As minister Del Bono was also involved in the political and military decisions that determined the borders and power relations in the eastern Mediterranean. He was suspicious of French backing for the new Kingdom of Yugoslavia, convinced that France’ project to establish a base at Fiume was intended to push Italy out of the upper Adriatic.

Del Bono was also at odds with both France and Britain over Italy's role in the peace settlement with the Ottoman Empire. In the Treaty of London (1915) and in the Agreement of Saint-Jean-de-Maurienne London and Paris had agreed that Italy should occupy extensive territories in Anatolia following the Ottoman defeat. However in the event Britain and France were determined mainly to se use their own advantage in the region, and supported the Greek Occupation of Smyrna. Foreign Minister Sidney Sonnino urged del Bono to send Italian warships into the Aegean Sea, but the British and French manoeuvred to keep Italy out of an active role, and the Italian crews in Rhodes were debilitated by the Spanish flu.
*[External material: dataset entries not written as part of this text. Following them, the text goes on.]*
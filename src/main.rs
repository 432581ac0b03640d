#![deny(clippy::all)]
#![warn(clippy::pedantic)]
#![allow(clippy::doc_markdown, clippy::if_not_else, clippy::non_ascii_literal)]

use rangescan::address::parse_target_address;
use rangescan::input::{Config, Opts};
use rangescan::scanner::{ScanConfig, ScanReport, Scanner};
use rangescan::target::Target;
use rangescan::tui::progress_bar;
use rangescan::validate::parse_port_range;
use rangescan::{detail, output, warning};

use colored::Colorize;
use std::process::ExitCode;
use std::time::Instant;
use tokio_util::sync::CancellationToken;

// Average value for Ubuntu
#[cfg(unix)]
const DEFAULT_FILE_DESCRIPTORS_LIMIT: u64 = 8000;
// Safest batch size based on experimentation
const AVERAGE_BATCH_SIZE: u16 = 3000;

#[macro_use]
extern crate log;

#[cfg(not(tarpaulin_include))]
/// Validates the arguments, resolves the host and runs one scan.
/// If you're looking for the actual scanning, check out the module Scanner
#[tokio::main]
async fn main() -> ExitCode {
    env_logger::init();

    match run().await {
        Ok(()) => ExitCode::SUCCESS,
        Err(e) => {
            warning!(format!("{e:#}"));
            ExitCode::FAILURE
        }
    }
}

#[cfg(not(tarpaulin_include))]
async fn run() -> anyhow::Result<()> {
    let mut opts: Opts = Opts::read();
    let config = Config::read(opts.config_path.clone())?;
    opts.merge(&config);

    debug!("Main() `opts` arguments are {opts:?}");

    let quiet = opts.greppable || opts.json;

    // Both arguments are checked before any packet leaves the machine.
    let range = parse_port_range(&opts.portrange)?;
    let ip = parse_target_address(&opts.ip, opts.resolver.as_deref()).await?;
    let target = Target::new(ip, range);

    if opts.ip != ip.to_string() {
        detail!(
            format!("Host {} resolved to {ip}", opts.ip),
            quiet,
            opts.accessible
        );
    }
    detail!(
        format!("Scanning {ip} on ports {range}"),
        quiet,
        opts.accessible
    );

    #[cfg(unix)]
    let batch_size: u16 = infer_batch_size(&opts, adjust_ulimit_size(&opts));

    #[cfg(not(unix))]
    let batch_size: u16 = AVERAGE_BATCH_SIZE;

    let scanner = Scanner::new(target, ScanConfig::from_opts(&opts, batch_size));
    debug!("Scanner finished building: {scanner:?}");

    let cancel = CancellationToken::new();
    tokio::spawn({
        let cancel = cancel.clone();
        async move {
            if tokio::signal::ctrl_c().await.is_ok() {
                cancel.cancel();
            }
        }
    });

    let progress = progress_bar(
        scanner.target().range().len(),
        quiet || opts.no_progress || opts.accessible,
    );
    let scan_start = Instant::now();
    let report = scanner.run(&progress, &cancel).await;
    progress.finish_and_clear();
    let report = report?;

    info!("Scan of {ip} took {:?}", scan_start.elapsed());

    print_report(&opts, &report)?;

    Ok(())
}

fn print_report(opts: &Opts, report: &ScanReport) -> anyhow::Result<()> {
    if opts.json {
        println!("{}", serde_json::to_string_pretty(report)?);
        return Ok(());
    }

    if opts.greppable {
        println!("{} -> [{}]", report.ip(), report.joined_ports());
        return Ok(());
    }

    if !report.is_complete() {
        warning!(
            format!(
                "Scan interrupted after {} of {} ports, results are partial.",
                report.probed(),
                report.range().len()
            ),
            false,
            opts.accessible
        );
    }

    let ports = if report.count() == 0 {
        "none".to_owned()
    } else {
        report.joined_ports()
    };
    let ports = if opts.accessible {
        ports
    } else {
        ports.purple().to_string()
    };

    output!(
        format!("Open ports: {ports} ({})", report.count()),
        false,
        opts.accessible
    );

    Ok(())
}

#[cfg(unix)]
fn adjust_ulimit_size(opts: &Opts) -> u64 {
    use rlimit::Resource;

    if let Some(limit) = opts.ulimit {
        if Resource::NOFILE.set(limit, limit).is_ok() {
            detail!(
                format!("Automatically increasing ulimit value to {limit}."),
                opts.greppable,
                opts.accessible
            );
        } else {
            warning!(
                "ERROR. Failed to set ulimit value.",
                opts.greppable,
                opts.accessible
            );
        }
    }

    match Resource::NOFILE.get() {
        Ok((soft, _)) => soft,
        Err(e) => {
            warn!("Could not read the file descriptor limit: {e}");
            DEFAULT_FILE_DESCRIPTORS_LIMIT
        }
    }
}

#[cfg(unix)]
fn infer_batch_size(opts: &Opts, ulimit: u64) -> u16 {
    let mut batch_size: u64 = opts.batch_size.into();

    // Adjust the batch size when the ulimit value is lower than the desired batch size
    if ulimit < batch_size {
        warning!("File limit is lower than default batch size. Consider upping with --ulimit. May cause harm to sensitive servers",
            opts.greppable, opts.accessible
        );

        // When the OS supports high file limits like 8000, but the user
        // selected a batch size higher than this we should reduce it to
        // a lower number.
        if ulimit < AVERAGE_BATCH_SIZE.into() {
            // ulimit is smaller than aveage batch size
            // user must have very small ulimit
            // decrease batch size to half of ulimit
            warning!("Your file limit is very small, which negatively impacts rangescan's speed. Up the Ulimit with '--ulimit 5000'. ", opts.greppable, opts.accessible);
            info!("Halving batch_size because ulimit is smaller than average batch size");
            batch_size = ulimit / 2;
        } else if ulimit > DEFAULT_FILE_DESCRIPTORS_LIMIT {
            info!("Batch size is now average batch size");
            batch_size = AVERAGE_BATCH_SIZE.into();
        } else {
            batch_size = ulimit - 100;
        }
    }
    // When the ulimit is higher than the batch size let the user know that the
    // batch size can be increased unless they specified the ulimit themselves.
    else if ulimit.saturating_add(2) > batch_size && (opts.ulimit.is_none()) {
        detail!(format!("File limit higher than batch size. Can increase speed by increasing batch size '-b {}'.", ulimit.saturating_sub(100)),
        opts.greppable, opts.accessible);
    }

    u16::try_from(batch_size).unwrap_or(u16::MAX).max(1)
}

#[cfg(test)]
mod tests {
    #[cfg(unix)]
    use super::infer_batch_size;
    use rangescan::input::Opts;

    #[test]
    #[cfg(unix)]
    fn batch_size_lowered() {
        let opts = Opts {
            batch_size: 50_000,
            ..Default::default()
        };
        let batch_size = infer_batch_size(&opts, 120);

        assert!(batch_size < opts.batch_size);
    }

    #[test]
    #[cfg(unix)]
    fn batch_size_lowered_average_size() {
        let opts = Opts {
            batch_size: 50_000,
            ..Default::default()
        };
        let batch_size = infer_batch_size(&opts, 9_000);

        assert_eq!(batch_size, 3_000);
    }

    #[test]
    #[cfg(unix)]
    fn batch_size_equals_ulimit_lowered() {
        // because ulimit and batch size are same size, batch size is lowered
        // to ULIMIT - 100
        let opts = Opts {
            batch_size: 50_000,
            ..Default::default()
        };
        let batch_size = infer_batch_size(&opts, 5_000);

        assert_eq!(batch_size, 4_900);
    }

    #[test]
    #[cfg(unix)]
    fn batch_size_adjusted_2000() {
        // ulimit == batch_size
        let opts = Opts {
            batch_size: 50_000,
            ulimit: Some(2_000),
            ..Default::default()
        };
        let batch_size = infer_batch_size(&opts, 2_000);

        assert_eq!(batch_size, 1_000);
    }

    #[test]
    #[cfg(unix)]
    fn batch_size_kept_when_limit_is_high() {
        let opts = Opts {
            batch_size: 4_500,
            ..Default::default()
        };
        assert_eq!(infer_batch_size(&opts, 1_048_576), 4_500);
    }

    #[test]
    #[cfg(unix)]
    fn tiny_limit_never_yields_zero() {
        let opts = Opts {
            batch_size: 4_500,
            ..Default::default()
        };
        assert_eq!(infer_batch_size(&opts, 1), 1);
    }
}
//! Decides the order in which the ports of a range are probed.
//!
//! The order only affects which probes are in flight together. The scan
//! report is always ascending.
mod range_iterator;
use crate::input::ScanOrder;
use crate::target::PortRange;
use range_iterator::RangeIterator;

/// Represents options of port scanning.
#[derive(Debug, Clone, Copy)]
pub enum PortStrategy {
    Serial(PortRange),
    Random(PortRange),
}

impl PortStrategy {
    pub const fn pick(range: PortRange, order: ScanOrder) -> Self {
        match order {
            ScanOrder::Serial => Self::Serial(range),
            ScanOrder::Random => Self::Random(range),
        }
    }

    pub const fn range(&self) -> PortRange {
        match self {
            Self::Serial(range) | Self::Random(range) => *range,
        }
    }

    pub fn order(&self) -> Box<dyn Iterator<Item = u16> + Send> {
        match *self {
            Self::Serial(range) => Box::new(range.iter()),
            Self::Random(range) => Box::new(RangeIterator::new(range)),
        }
    }
}

#[cfg(test)]
mod tests {
    use super::PortStrategy;
    use crate::input::ScanOrder;
    use crate::target::PortRange;

    #[test]
    fn serial_strategy_is_ascending() {
        let range = PortRange::new(1, 100).unwrap();
        let strategy = PortStrategy::pick(range, ScanOrder::Serial);
        let result = strategy.order().collect::<Vec<_>>();

        assert_eq!(result, (1..=100).collect::<Vec<u16>>());
    }

    #[test]
    fn random_strategy_covers_range() {
        let range = PortRange::new(1, 1000).unwrap();
        let strategy = PortStrategy::pick(range, ScanOrder::Random);
        let mut result = strategy.order().collect::<Vec<_>>();
        let expected = (1..=1000).collect::<Vec<u16>>();

        assert_ne!(expected, result);
        result.sort_unstable();
        assert_eq!(expected, result);
    }

    #[test]
    fn single_port() {
        let range = PortRange::new(2000, 2000).unwrap();
        for order in [ScanOrder::Serial, ScanOrder::Random] {
            let strategy = PortStrategy::pick(range, order);
            assert_eq!(strategy.order().collect::<Vec<_>>(), vec![2000]);
            assert_eq!(strategy.range(), range);
        }
    }
}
During his period in office Italy had to manage the reconstitution of its merchant marine, 57.5% of which had been sunk in the First World War with the loss of many trained and experienced seamen. Del Bono's solution was to bring all the nautical technical schools under the control of his ministry.
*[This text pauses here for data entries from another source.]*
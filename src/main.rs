use anyhow::Result;
use cellblock_lib::app::{App, OutputMode};
use cellblock_lib::model::metrics::init_logging;
use clap::Parser;

#[derive(Parser, Debug)]
#[command(author, version, about, long_about = None)]
struct Args {
    /// Block JSON file: {"hash": "...", "transactions": [{"hash": "..."}]}
    #[arg(short, long)]
    block: String,

    /// Custom config file path
    #[arg(short, long, default_value = "config.toml")]
    config: String,

    /// What to print
    #[arg(short, long, value_enum, default_value = "attributes")]
    output: OutputMode,
}

fn main() -> Result<()> {
    init_logging();
    let args = Args::parse();

    let app = App::from_config_path(&args.config)?;
    tracing::info!(fingerprint = %app.config.fingerprint(), "Configuration loaded");

    let block = App::load_block(&args.block)?;
    let out = app.run(&block, args.output)?;
    println!("{out}");

    Ok(())
}
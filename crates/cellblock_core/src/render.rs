//! Read-only access for renderers.
//!
//! Renderers never get a mirrored copy of the history. They read through
//! [`HistoryView`] and apply [`fold_index`] per pixel when the artwork is
//! mirrored, so shape and colour choices stay independent of the simulation.

use cellblock_data::{CellRow, GenerationHistory, SymmetryMode, DEAD};

/// Reflects `index` across `floor(length / 2)`.
///
/// Indices below the centre map to themselves; the rest count back down
/// towards zero. On odd lengths the last index folds to 0, a true mirror of
/// the first, where the older `c - (i mod c)` form gave `c`.
#[inline]
pub fn fold_index(index: usize, length: usize) -> usize {
    let center = length / 2;
    if center == 0 || index < center {
        index
    } else {
        center.saturating_sub(index - center)
    }
}

/// Borrowed, read-only view over a finished history.
#[derive(Debug, Clone, Copy)]
pub struct HistoryView<'a> {
    history: &'a GenerationHistory,
}

impl<'a> HistoryView<'a> {
    pub fn new(history: &'a GenerationHistory) -> Self {
        Self { history }
    }

    pub fn rows(&self) -> usize {
        self.history.len()
    }

    pub fn columns(&self) -> usize {
        self.history.row_width()
    }

    pub fn row(&self, row: usize) -> Option<&'a CellRow> {
        self.history.row(row)
    }

    /// Stored state; dead when out of range.
    pub fn cell(&self, row: usize, column: usize) -> u8 {
        self.history.row(row).map_or(DEAD, |r| r.get(column))
    }

    pub fn folded_cell(&self, row: usize, column: usize) -> u8 {
        self.cell(
            fold_index(row, self.rows()),
            fold_index(column, self.columns()),
        )
    }

    /// State a renderer should draw at `(row, column)` for `mode`.
    pub fn sample(&self, row: usize, column: usize, mode: SymmetryMode) -> u8 {
        match mode {
            SymmetryMode::Normal => self.cell(row, column),
            SymmetryMode::Mirrored => self.folded_cell(row, column),
        }
    }
}

/// Everything a renderer receives for one artwork.
#[derive(Debug, Clone, Copy)]
pub struct RenderFrame<'a> {
    pub view: HistoryView<'a>,
    pub symmetry: SymmetryMode,
    /// Rule bits, most significant first, for the legend strip.
    pub legend: [u8; 8],
}

/// Consumer of finished histories (canvas painters, exporters, terminals).
pub trait RenderAdapter {
    type Output;

    fn render(&mut self, frame: &RenderFrame<'_>) -> Self::Output;
}

/// Renders a frame as lines of glyphs, one line per generation, followed by
/// the rule legend.
#[derive(Debug, Clone)]
pub struct TextRenderer {
    pub alive: String,
    pub dead: String,
    pub show_legend: bool,
}

impl Default for TextRenderer {
    fn default() -> Self {
        Self {
            alive: "█".to_string(),
            dead: " ".to_string(),
            show_legend: true,
        }
    }
}

impl TextRenderer {
    pub fn new(alive: impl Into<String>, dead: impl Into<String>) -> Self {
        Self {
            alive: alive.into(),
            dead: dead.into(),
            show_legend: true,
        }
    }

    fn glyph(&self, state: u8) -> &str {
        if state == DEAD {
            &self.dead
        } else {
            &self.alive
        }
    }
}

impl RenderAdapter for TextRenderer {
    type Output = String;

    fn render(&mut self, frame: &RenderFrame<'_>) -> String {
        let view = frame.view;
        let mut out = String::with_capacity(view.rows() * (view.columns() + 1));
        for row in 0..view.rows() {
            for column in 0..view.columns() {
                out.push_str(self.glyph(view.sample(row, column, frame.symmetry)));
            }
            out.push('\n');
        }
        if self.show_legend {
            let bits: String = frame
                .legend
                .iter()
                .map(|b| if *b == DEAD { '0' } else { '1' })
                .collect();
            out.push_str(&format!("rule {bits} ({})\n", frame.symmetry));
        }
        out
    }
}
In the postwar debates about the future size and profile of the Italian navy, Del Bono supported building more battleships and declared his intention to complete the construction of the Caracciolo, though he did not give much consideration to the future role of aircraft carriers and naval aviation.

==Later life==
From 1919 to 1921 he was commander of the Lower Tyrrhenian Sea (Naples) and president of the Superior Council of the Navy; After leaving active service in 1921 he worked in the steel industry as manager of the Metallurgica Bresciana company (formerly Tempini) finally becoming president of Aero Espresso Italiana. Alberto del Bono died in Rome on July 26, 1932.

== Honours ==
| | Grand Cordon of the Order of Saints Maurice and Lazarus |
| | Grand Cordon of the Order of the Crown of Italy |
| | Maurician medal |
| | Gold Medal for the Calabrian-Sicilian earthquake |
| | Navy Distinguished Service Medal (United States) |
"The President of the United States takes pleasure in presenting the Navy Distinguished Service Medal to Alberto del Bono, Vice Admiral, Italian Navy, for exceptionally meritorious and distinguished service in a position of great responsibility to the Government of the United States, as member of an Allied Force during World War I."